Mas ele não está sozinho. Outros aparelhos são campeões de consumo em standby:
- Televisores e videogames: prontos para ligar em segundos.
- Máquinas de lavar com painel eletrônico: continuam puxando energia mesmo fora de uso.
- Computadores de mesa: grandes vilões. Um estudo do site Energuide.be mostra que um PC completo, com modem, impressora e caixas de som, chega a consumir 600 kWh por ano.
- Aparelhos com LED aceso: aquela luzinha vermelha ou verde pode parecer inofensiva, mas custa caro.
Quanto isso pesa no bolso
Talvez você esteja pensando: “Mas isso não deve dar quase nada na conta”. Aí está o engano. Especialistas em eficiência energética estimam que o consumo em standby pode representar até 10% da fatura mensal. Para uma conta de R$ 200, isso significa algo em torno de R$ 20 por mês — ou quase R$ 240 no ano, literalmente jogados fora.
E tem mais: em períodos de bandeira vermelha, o peso é ainda maior. Ou seja, economizar nesse ponto pode ser um alívio para o orçamento doméstico.

Nem tudo pode sair da tomada
Claro, existem aparelhos que precisam funcionar 24 horas por dia. A geladeira, por exemplo, não pode ser desligada. O roteador de internet, em muitos casos, também precisa estar ativo continuamente. Mas a lista dos que podem — e deveriam — ser desconectados é bem maior.
Como economizar energia sem abrir mão da praticidade
A boa notícia é que não é preciso virar escravo das tomadas.
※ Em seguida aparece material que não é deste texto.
// Copyright (c) 2025 Geoffrey Huntley <ghuntley@ghuntley.com>. All rights reserved.
// SPDX-License-Identifier: Proprietary

//! Read access to the locally recorded event history.

use std::collections::BTreeMap;

use chrono::{DateTime, Utc};
use serde::{Deserialize, Serialize};

use crate::value::PropertyValue;

/// Properties recorded with an event.
pub type EventProperties = BTreeMap<String, PropertyValue>;

/// Event-history collaborator consulted by event-based cohort rules.
///
/// Implementations are owned by the host app (typically backed by its local
/// analytics database). Both lookups only consider events at or after `since`.
pub trait EventHistory: Send + Sync {
	/// Number of `event` occurrences since `since`.
	fn count(&self, event: &str, since: DateTime<Utc>) -> u64;

	/// Number of `event` occurrences since `since` whose properties satisfy
	/// `predicate`.
	fn count_matching(
		&self,
		event: &str,
		since: DateTime<Utc>,
		predicate: &dyn Fn(&EventProperties) -> bool,
	) -> u64;
}

/// History that has never seen an event.
#[derive(Debug, Clone, Copy, Default)]
pub struct NoEventHistory;

impl EventHistory for NoEventHistory {
	fn count(&self, _event: &str, _since: DateTime<Utc>) -> u64 {
		0
	}

	fn count_matching(
		&self,
		_event: &str,
		_since: DateTime<Utc>,
		_predicate: &dyn Fn(&EventProperties) -> bool,
	) -> u64 {
		0
	}
}

/// One recorded occurrence.
#[derive(Debug, Clone, PartialEq, Serialize, Deserialize)]
pub struct HistoryEntry {
	pub name: String,
	#[serde(default)]
	pub properties: EventProperties,
	pub occurred_at: DateTime<Utc>,
}

/// A simple vector-backed history, useful for tests and tooling.
#[derive(Debug, Clone, Default, Serialize, Deserialize)]
#[serde(transparent)]
pub struct InMemoryEventHistory {
	entries: Vec<HistoryEntry>,
}

impl InMemoryEventHistory {
	pub fn new() -> Self {
		Self::default()
	}

	pub fn record(
		&mut self,
		name: impl Into<String>,
		properties: EventProperties,
		occurred_at: DateTime<Utc>,
	) {
		self.entries.push(HistoryEntry {
			name: name.into(),
			properties,
			occurred_at,
		});
	}

	pub fn len(&self) -> usize {
		self.entries.len()
	}

	pub fn is_empty(&self) -> bool {
		self.entries.is_empty()
	}

	fn occurrences<'a>(
		&'a self,
		event: &'a str,
		since: DateTime<Utc>,
	) -> impl Iterator<Item = &'a HistoryEntry> + 'a {
		self
			.entries
			.iter()
			.filter(move |entry| entry.name == event && entry.occurred_at >= since)
	}
}

impl EventHistory for InMemoryEventHistory {
	fn count(&self, event: &str, since: DateTime<Utc>) -> u64 {
		self.occurrences(event, since).count() as u64
	}

	fn count_matching(
		&self,
		event: &str,
		since: DateTime<Utc>,
		predicate: &dyn Fn(&EventProperties) -> bool,
	) -> u64 {
		self
			.occurrences(event, since)
			.filter(|entry| predicate(&entry.properties))
			.count() as u64
	}
}

#[cfg(test)]
mod tests {
	use super::*;
	use chrono::Duration;

	#[test]
	fn counts_only_events_inside_window() {
		let now = Utc::now();
		let mut history = InMemoryEventHistory::new();
		history.record("purchase", EventProperties::new(), now - Duration::days(40));
		history.record("purchase", EventProperties::new(), now - Duration::days(3));
		history.record("purchase", EventProperties::new(), now);
		history.record("level_up", EventProperties::new(), now);

		assert_eq!(history.count("purchase", now - Duration::days(30)), 2);
		assert_eq!(history.count("purchase", now - Duration::days(60)), 3);
		assert_eq!(history.count("refund", now - Duration::days(60)), 0);
	}

	#[test]
	fn count_matching_applies_predicate() {
		let now = Utc::now();
		let mut history = InMemoryEventHistory::new();
		let gold: EventProperties = [("tier".to_string(), PropertyValue::from("gold"))].into();
		let silver: EventProperties = [("tier".to_string(), PropertyValue::from("silver"))].into();
		history.record("purchase", gold, now);
		history.record("purchase", silver, now);

		let is_gold = |props: &EventProperties| props.get("tier").and_then(|v| v.as_str()) == Some("gold");
		assert_eq!(
			history.count_matching("purchase", now - Duration::days(1), &is_gold),
			1
		);
	}

	#[test]
	fn empty_history_counts_nothing() {
		let since = Utc::now() - Duration::days(1);
		assert_eq!(NoEventHistory.count("purchase", since), 0);
		assert_eq!(NoEventHistory.count_matching("purchase", since, &|_| true), 0);
	}
}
Há soluções simples e baratas para evitar o desperdício:
- Filtros de linha com botão: em vez de desligar cada aparelho, basta um clique para cortar a energia de todos.
- Temporizadores: programam horários de funcionamento para determinados equipamentos.
- Atenção ao carregador: retire-o da tomada assim que terminar de usar. Além de economizar, aumenta a vida útil do acessório.
- Desconectar em viagens: se vai passar dias fora, desligar os aparelhos pode reduzir significativamente o gasto.
Um hábito que vale a pena
O chamado consumo fantasma não é um mito. Ele existe, custa caro e pesa no fim do mês. A mudança de hábito é simples: basta criar o costume de desconectar o que não precisa ficar plugado. Pequenas atitudes que, além de ajudarem no bolso, também fazem bem para o meio ambiente.
Em tempos de tarifas altas e de busca por consumo mais consciente, olhar para esses detalhes é mais do que economia: é uma forma de usar a energia de maneira inteligente e sustentável.